Deuxième partie :
Le recentrage autour d’une configuration journalistique plus traditionnelle. La maturation de la presse multimédia

Introduction deuxième partie

La période de maturation de la presse multimédia correspond à une phase de transition entre son aspect initial et sa forme stabilisée. Elle occupe en ce sens une place très importante dans le cycle de constitution d’une presse spécialisée puisqu’il s’agit du moment où les nouveautés de la période précédente sont progressivement reformulées, et où simultanément, vont se mettre en place à l’issue de ce réagencement, les fondations du modèle généraliste finalement dominant de la presse multimédia.

La maturation est donc à entendre dans un double sens. D’une part comme l’acquisition d’une certaine maturité pour les publications originaires de la période “ cyber ”, et en particulier celles du courant “ multimédia et société ” venant clore les débuts de cette presse spécialisée. D’autre part comme le mûrissement des différentes tendances émergentes de la presse multimédia, préparatoire à leur réunion dans une formule spécifique et adéquate.

C’est dans l’optique d’un tel mouvement de transformation de la presse multimédia, souvent lent et parfois contradictoire, qu’il convient d’analyser à la fois l’évolution de sa représentation du domaine, son mode de diversification sur les nouveaux supports électroniques, et son mode de fonctionnement entre interdépendance des acteurs et logique économique.

La représentation du multimédia dans la presse spécialisée, lors de cette période de maturation, diffère de la phase précédente par la multiplication de ses approches et le recentrage de ses sujets.

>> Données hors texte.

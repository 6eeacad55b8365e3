//! # Dispatcher
//!
//! One dispatch step moves one event through its state machine:
//!
//! ```text
//! [QUEUED] ──select──→ [DISPATCHING] ──all handlers ok──→ [DONE]
//!                           │
//!                           ├── a handler failed, retries left ──→ [RETRY] (front of bucket)
//!                           └── retries exhausted / no room / deadline missed ──→ [DROPPED]
//! ```
//!
//! The lock is taken three times per subscriber at most (admit, invoke with
//! the lock released, record) and once on each side of the step. The
//! dispatcher owns the event for the whole step and writes the outcome back.

use super::bus::Shared;
use crate::domain::{Admission, DispatchState, Event, Priority, ProcessingStrategy};
use tracing::{debug, warn};

/// What one dispatch step did.
#[derive(Debug, Clone, Copy, PartialEq, Eq)]
pub(crate) enum StepOutcome {
    /// Nothing to select, or the bus is not initialized.
    Idle,
    Processed,
    Retried,
    /// Retries exhausted.
    Failed,
    /// Failed with retries left but the queue had no room to take it back.
    Dropped,
    DeadlineMissed,
    /// The bus was re-initialized or shut down while handlers ran.
    Discarded,
}

/// Select and deliver one event.
pub(crate) fn dispatch_next(shared: &Shared, only: Option<Priority>) -> StepOutcome {
    let now = shared.now_us();
    let taken = shared.with_state(|state| {
        let strategy = state.config.processing_strategy;
        let mut event = state.queues.pop_next(strategy, only)?;

        if strategy == ProcessingStrategy::Deadline && event.is_expired(now) {
            event.state = DispatchState::Dropped;
            state.stats.on_deadline_missed();
            state.stats.observe_depth(state.queues.len());
            warn!(
                event_type = state.registry.name(event.type_id),
                sequence = event.sequence_number,
                missed_by_us = now - event.deadline_us,
                "Event missed its deadline"
            );
            return Some(Err(()));
        }

        event.state = DispatchState::Dispatching;
        let candidates = state.subscriptions.candidates(event.type_id, event.priority);
        Some(Ok((
            event,
            candidates,
            state.config.enable_analytics,
            state.generation,
        )))
    });

    let (mut event, candidates, analytics, generation) = match taken {
        Ok(Some(Ok(work))) => work,
        Ok(Some(Err(()))) => return StepOutcome::DeadlineMissed,
        Ok(None) | Err(_) => return StepOutcome::Idle,
    };

    let started = shared.now_us();
    let mut succeeded = true;

    for candidate in candidates {
        if let Some(predicate) = &candidate.predicate {
            if !predicate(&event) {
                continue;
            }
        }

        let admission = shared
            .with_state(|state| {
                if state.generation != generation {
                    return Admission::Gone;
                }
                state.subscriptions.admit(candidate.id, shared.now_us())
            })
            .unwrap_or(Admission::Gone);
        if admission != Admission::Admitted {
            continue;
        }

        let callback_start = shared.now_us();
        let ok = candidate.handler.handle(&event);
        let callback_end = shared.now_us();

        if analytics {
            let _ = shared.with_state(|state| {
                if state.generation == generation {
                    state.subscriptions.record_callback(
                        candidate.id,
                        callback_end.saturating_sub(callback_start),
                        callback_end,
                    );
                }
            });
        }

        // Keep going: every subscriber sees the event even if one fails.
        if !ok {
            succeeded = false;
        }
    }

    let finished = shared.now_us();
    shared
        .with_state(|state| {
            if state.generation != generation {
                return StepOutcome::Discarded;
            }
            if analytics {
                state
                    .stats
                    .add_processing_time(finished.saturating_sub(started));
            }
            let outcome = if succeeded {
                complete(state, &mut event, finished, analytics)
            } else {
                retry_or_drop(state, event)
            };
            state.stats.observe_depth(state.queues.len());
            outcome
        })
        .unwrap_or(StepOutcome::Discarded)
}

fn complete(
    state: &mut super::bus::BusState,
    event: &mut Event,
    finished_us: u64,
    analytics: bool,
) -> StepOutcome {
    event.state = DispatchState::Done;
    state.stats.on_processed();
    if analytics {
        state
            .stats
            .record_latency(finished_us.saturating_sub(event.timestamp_us));
    }
    StepOutcome::Processed
}

fn retry_or_drop(state: &mut super::bus::BusState, mut event: Event) -> StepOutcome {
    event.retry_count += 1;
    if event.retry_count >= event.max_retries {
        event.state = DispatchState::Dropped;
        state.stats.on_failed();
        warn!(
            event_type = state.registry.name(event.type_id),
            sequence = event.sequence_number,
            attempts = event.retry_count,
            "Event failed after exhausting retries"
        );
        return StepOutcome::Failed;
    }

    event.state = DispatchState::Retry;
    let (type_id, sequence, attempt) = (event.type_id, event.sequence_number, event.retry_count);
    match state.queues.push_front(event) {
        Ok(()) => {
            state.stats.on_retried();
            debug!(
                event_type = state.registry.name(type_id),
                sequence,
                attempt,
                "Requeued event for retry"
            );
            StepOutcome::Retried
        }
        Err(mut event) => {
            event.state = DispatchState::Dropped;
            state.stats.on_failed();
            state.stats.on_dropped();
            warn!(
                event_type = state.registry.name(type_id),
                sequence,
                "No room to requeue failed event, dropped"
            );
            StepOutcome::Dropped
        }
    }
}

/// Run dispatch steps until `max_events` steps were taken, the budget ran
/// out or nothing is left. Returns the number of processed events.
pub(crate) fn drain(
    shared: &Shared,
    max_events: u32,
    time_budget_us: u64,
    only: Option<Priority>,
) -> u32 {
    let start = shared.now_us();
    let mut steps = 0u32;
    let mut processed = 0u32;

    while steps < max_events {
        if time_budget_us > 0 && shared.now_us().saturating_sub(start) >= time_budget_us {
            break;
        }
        match dispatch_next(shared, only) {
            StepOutcome::Idle | StepOutcome::Discarded => break,
            StepOutcome::Processed => processed += 1,
            _ => {}
        }
        steps += 1;
    }

    if processed > 0 {
        debug!(
            processed,
            steps,
            elapsed_us = shared.now_us().saturating_sub(start),
            "Processed events"
        );
    }
    processed
}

En ce sens, elle dessine par ailleurs la trame de la phase suivante avec la mise en place de deux courants de publications assez marqués.

La cyberculture ou les nombreuses interrogations quant à l’avenir de la société avec les nouvelles technologies ne constituent plus les seules façons d’aborder le multimédia dans la presse. Les angles du traitement journalistique sont désormais variés : au nombre de quatre (angles techniques, pratiques, professionnels, loisirs), ils sont en outre utilisés pour décrire des applications concernant cette fois précisément l’Internet.

Ces magazines se rangent en deux groupes bien distincts : certains ont comme objet principal le surf sur le Web, d’autres s’intéressent aux atouts du réseau informatique mondial pour l’activité économique. Ils reproduisent ainsi la dichotomie traditionnelle dans la presse spécialisée entre approche loisir et approche professionnelle, dont des réminiscences seront encore perceptibles dans le modèle généraliste final de la presse multimédia.

Parallèlement à cette pluralité des approches journalistiques du domaine recentrées sur l’Internet, la presse multimédia se caractérise alors par une unification entre les différents supports de sa diversification.

Les dimensions originales et foisonnantes observées pour les publications CD-Rom et Internet lors de la période précédente ont disparu, au profit d’une plus grande cohérence entre les magazines imprimés et leurs extensions électroniques.

Regroupées autour d’une thématique d’information-connaissance à visée pratique, les dimensions développées sur les nouveaux supports se révèlent fort complémentaire de celles demeurant dans les revues classiques. Ceci dans le cadre d’une articulation réfléchie entre les versions Web, CD-Rom et papier.

Ces réorientations de la presse multimédia découlent d’un mode de fonctionnement médiatique lui aussi fortement modifié par rapport à la période initiale, et qui ne se stabilisera qu’à la phase suivante.

Premièrement, de nouveaux acteurs apparaissent. Les lecteurs-Internautes néophytes sont en effet de plus en plus nombreux. Les publications cherchent à les intéresser en diversifiant les points de vue et les approches, et à les initier de manière continue et régulière à la nouvelle technologie en multipliant les sujets récurrents. Intéressés au premier chef par l’arrivée de ces utilisateurs potentiels, les acteurs du domaine se transforment encore plus fréquemment lors de cette phase en acteurs médiatiques, dans le but de courtiser ces nouveaux venus sur le marché qu’ils cherchent à exploiter.

Par ailleurs, la phase de maturation de la presse multimédia consiste en une adaptation aux impératifs économiques : occultés avec l’idéologie non-marchande dominant la période précédente, ils s’avèrent désormais incontournables. Ainsi la concurrence entre publications, en ce qui concerne leurs approches comme leurs sujets, trouve son explication dans la recherche des segments les plus rentables de la presse multimédia. Le remplacement progressif des utopies d’inspiration cybernétiques par des préoccupations plus matérielles peut également être observé dans les versions électroniques de la presse multimédia. Celles-ci sortent alors du règne de l’amateurisme et du bénévolat et cherchent à leur substituer une formule économiquement viable, voire profitable.